* **Exercise objective**:
Return all lines from the entries below in which the word "configured" is present.

Stored items
──────
//! Revision tracking: fire at most once per revision set.
//!
//! The last-fired value of each configured build property is stored in the
//! build db's aux map under `triggered_revisions`. A failing build only
//! passes when it is strictly newer than what already fired; equal or older
//! revisions are dropped so a flaky builder cannot re-close the tree on the
//! same commit.

use std::collections::{BTreeMap, BTreeSet};

use crate::build_db::TRIGGERED_REVISIONS_KEY;
use crate::classifier::Failure;
use crate::properties::{PropValue, normalize_commit_position};

pub struct RevisionFilter {
    properties: Vec<String>,
}

type Aux = BTreeMap<String, serde_json::Value>;

impl RevisionFilter {
    pub fn new(properties: Vec<String>) -> Self {
        Self { properties }
    }

    fn load_stored(&self, aux: &Aux) -> BTreeMap<String, PropValue> {
        let stored: BTreeMap<String, PropValue> = aux
            .get(TRIGGERED_REVISIONS_KEY)
            .and_then(|v| serde_json::from_value(v.clone()).ok())
            .unwrap_or_default();

        // A change in the tracked property set invalidates prior history.
        let configured: BTreeSet<&str> = self.properties.iter().map(String::as_str).collect();
        let stored_keys: BTreeSet<&str> = stored.keys().map(String::as_str).collect();
        if stored_keys != configured {
            if !stored.is_empty() {
                tracing::info!(
                    "tracked revision properties changed, discarding stored triggered_revisions"
                );
            }
            return BTreeMap::new();
        }
        stored
    }

    fn store(&self, aux: &mut Aux, values: &BTreeMap<String, PropValue>) {
        if let Ok(v) = serde_json::to_value(values) {
            aux.insert(TRIGGERED_REVISIONS_KEY.to_string(), v);
        }
    }

    /// Current revision values for one build: configured property values
    /// with commit-position footers normalized to integers. Missing
    /// properties map to `None`.
    fn current_revisions(&self, failure: &Failure) -> BTreeMap<String, Option<PropValue>> {
        self.properties
            .iter()
            .map(|name| {
                let value = failure
                    .tuple
                    .build
                    .property(name)
                    .map(normalize_commit_position);
                (name.clone(), value)
            })
            .collect()
    }

    /// Trim failures to builds carrying unseen revisions, recording each
    /// passing build before older ones are considered.
    pub fn filter(&self, aux: &mut Aux, failures: Vec<Failure>) -> Vec<Failure> {
        if self.properties.is_empty() {
            return failures;
        }
        let mut stored = self.load_stored(aux);

        // Evaluate each distinct build once, newest start time first, so the
        // freshest failure wins the stored slot.
        let mut order: Vec<&Failure> = failures.iter().collect();
        order.sort_by(|a, b| {
            let at = a.tuple.build.start_time();
            let bt = b.tuple.build.start_time();
            bt.partial_cmp(&at).unwrap_or(std::cmp::Ordering::Equal)
        });

        let mut passed_builds: BTreeSet<String> = BTreeSet::new();
        let mut seen_builds: BTreeSet<String> = BTreeSet::new();
        for failure in order {
            let key = failure.tuple.key().to_string();
            if !seen_builds.insert(key.clone()) {
                continue;
            }
            let current = self.current_revisions(failure);

            if current.values().any(Option::is_none) {
                // Can't compare without the property; pass and record what
                // is there so the next run has a baseline.
                tracing::warn!(build = %failure.tuple.key(), "build missing tracked revision properties");
                let partial: BTreeMap<String, PropValue> = current
                    .iter()
                    .map(|(k, v)| (k.clone(), v.clone().unwrap_or(PropValue::Null)))
                    .collect();
                self.store(aux, &partial);
                stored = partial;
                passed_builds.insert(key);
                continue;
            }

            let current: BTreeMap<String, PropValue> = current
                .into_iter()
                .map(|(k, v)| (k, v.unwrap_or(PropValue::Null)))
                .collect();

            if self.is_newer(&stored, &current) {
                self.store(aux, &current);
                stored = current;
                passed_builds.insert(key);
            } else {
                tracing::debug!(build = %failure.tuple.key(), "revision already triggered, dropping failure");
            }
        }

        failures
            .into_iter()
            .filter(|f| passed_builds.contains(&f.tuple.key().to_string()))
            .collect()
    }

    /// True when `current` is componentwise >= `stored` with at least one
    /// strictly greater component. An empty store passes everything.
    fn is_newer(
        &self,
        stored: &BTreeMap<String, PropValue>,
        current: &BTreeMap<String, PropValue>,
    ) -> bool {
        if stored.is_empty() {
            return true;
        }
        let mut any_greater = false;
        for (name, cur) in current {
            let Some(prev) = stored.get(name) else {
                return true;
            };
            match cur.compare(prev) {
                std::cmp::Ordering::Less => return false,
                std::cmp::Ordering::Greater => any_greater = true,
                std::cmp::Ordering::Equal => {}
            }
        }
        any_greater
    }
}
──────
* **Solution**:
//! The last-fired value of each configured build property is stored in the
        let configured: BTreeSet<&str> = self.properties.iter().map(String::as_str).collect();
        if stored_keys != configured {
    /// Current revision values for one build: configured property values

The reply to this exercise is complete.